06 June 2023
The political appeal of a 2p cut to income tax or national insurance contributions (NICs) before the next general election is pretty clear. It is an easy measure for voters to understand and it would benefit a broad cross-section of society. However, what might be considered good politics does not necessarily make good tax policy.
Such a move would be costly to the exchequer, with the latest statistics from HMRC indicating that a reduction in the basic rate of tax by 2% could cost £13.7bn if it was introduced from 6 April 2024. By comparison, a 2% reduction to the main rate of NICs for employees and the self-employed from 6 April 2024 is estimated to cost £9.6bn. A cut to employees and self-employed NICs costs less as NICs are generally only charged on earnings, ie employment income and self-employment profits, whereas income tax is charged on various other income sources, such as rental income and savings income. Additionally, those who are under 16 or over state pension age are not personally subject to NICs on any earnings.

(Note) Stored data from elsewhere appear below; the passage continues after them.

//! Ambient particle field behind the hero section.
//!
//! Purely cosmetic: a fixed set of particles drifts continuously from mount
//! to unmount, outside the trigger system. Each particle gets a random
//! position, a random horizontal drift, and a random cycle duration within
//! fixed ranges; delays ramp by index so the field never pulses in unison.

use rand::Rng;

/// Number of particles in the hero field.
pub const PARTICLE_COUNT: usize = 20;

/// Upward drift of one cycle, px.
pub const RISE_PX: f64 = 30.0;

/// Horizontal drift bounds, px.
pub const DRIFT_X_MAX: f64 = 20.0;

/// Cycle duration bounds, seconds.
pub const DURATION_RANGE_S: (f64, f64) = (2.0, 4.0);

/// Per-index delay ramp, seconds.
pub const DELAY_STEP_S: f64 = 0.1;

/// One ambient particle's placement and drift parameters.
#[derive(Clone, Debug, PartialEq)]
pub struct Particle {
    /// Horizontal position, percent of container width
    pub left_pct: f64,
    /// Vertical position, percent of container height
    pub top_pct: f64,
    /// Horizontal drift per cycle, px
    pub drift_x: f64,
    /// Cycle duration, seconds
    pub duration_s: f64,
    /// Start delay, seconds
    pub delay_s: f64,
}

impl Particle {
    /// Inline style placing the particle and parameterizing its drift
    /// animation (the keyframes live in the global stylesheet).
    pub fn style(&self) -> String {
        format!(
            "left: {:.2}%; top: {:.2}%; --drift-x: {:.2}px; --rise: -{}px; \
             animation-duration: {:.2}s; animation-delay: {:.2}s;",
            self.left_pct, self.top_pct, self.drift_x, RISE_PX, self.duration_s, self.delay_s
        )
    }
}

/// Scatter `count` particles with the given randomness source.
pub fn scatter<R: Rng + ?Sized>(count: usize, rng: &mut R) -> Vec<Particle> {
    (0..count)
        .map(|i| Particle {
            left_pct: rng.random_range(0.0..100.0),
            top_pct: rng.random_range(0.0..100.0),
            drift_x: rng.random_range(-DRIFT_X_MAX..=DRIFT_X_MAX),
            duration_s: rng.random_range(DURATION_RANGE_S.0..=DURATION_RANGE_S.1),
            delay_s: i as f64 * DELAY_STEP_S,
        })
        .collect()
}

#[cfg(test)]
mod tests {
    use rand::rngs::StdRng;
    use rand::SeedableRng;

    use super::*;

    #[test]
    fn scatter_respects_ranges() {
        let mut rng = StdRng::seed_from_u64(7);
        for particle in scatter(PARTICLE_COUNT, &mut rng) {
            assert!((0.0..100.0).contains(&particle.left_pct));
            assert!((0.0..100.0).contains(&particle.top_pct));
            assert!(particle.drift_x.abs() <= DRIFT_X_MAX);
            assert!(particle.duration_s >= DURATION_RANGE_S.0);
            assert!(particle.duration_s <= DURATION_RANGE_S.1);
        }
    }

    #[test]
    fn delays_ramp_by_index() {
        let mut rng = StdRng::seed_from_u64(7);
        let particles = scatter(5, &mut rng);
        for (i, particle) in particles.iter().enumerate() {
            assert!((particle.delay_s - i as f64 * DELAY_STEP_S).abs() < 1e-12);
        }
    }

    #[test]
    fn style_carries_animation_parameters() {
        let particle = Particle {
            left_pct: 12.5,
            top_pct: 80.0,
            drift_x: -14.0,
            duration_s: 3.25,
            delay_s: 0.4,
        };
        let style = particle.style();
        assert!(style.contains("left: 12.50%"));
        assert!(style.contains("--drift-x: -14.00px"));
        assert!(style.contains("animation-duration: 3.25s"));
        assert!(style.contains("animation-delay: 0.40s"));
    }
}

A reduction to the main rate of NICs would be more focused on workers which might prove more attractive to the chancellor at a time when he is trying to encourage the economically inactive back into employment.
The problem with this strategy is whether an NIC giveaway would be well understood. In the past, some chancellors have sought to balance the books by increasing NIC revenues, with critics labelling NICs as a ‘stealth tax’. Perhaps the most blatant example of this was in 2001 when Labour pledged in its election manifesto that it would not increase the basic and higher rates of income tax but then promptly announced an increase in the rate applicable to NICs instead in 2002.
If increases to NICs haven’t been fully appreciated by taxpayers, the opposite may also be true for a cut to it and act as a political deterrent. Taxpayers could gleefully unwrap their gift of reduced NICs but remain perplexed at what they’ve actually received.
This lack of understanding by taxpayers points to a wider question that could be looked at instead – should we scrap NICs and merge them with income tax?
The very fact that the prime minister is undecided on whether to cut income tax or national insurance highlights the lack of distinction between the two and the potential barrier faced by politicians when considering a cut. Merging income tax and NICs would certainly make the system simpler for taxpayers to understand. The headline rates of income tax are often talked about. However, we have two taxes on earned income and it’s rare for the combined income tax and NICs rates to be referred to.
It should also capture people’s attention as such a simplification would bring with it some complex issues that would need to be thrashed out. In particular, pensioners who do not suffer NICs on their earnings and savings income could be left worse off. There are solutions to such issues that could be explored but it may be a minefield that politicians are wary to tread.
Looking just at the cost to the Treasury and the wider economic objective of incentivising workers, a cut to NICs rather than income tax appears more attractive. The bolder move would be to scrap NICs entirely and revamp the income tax system.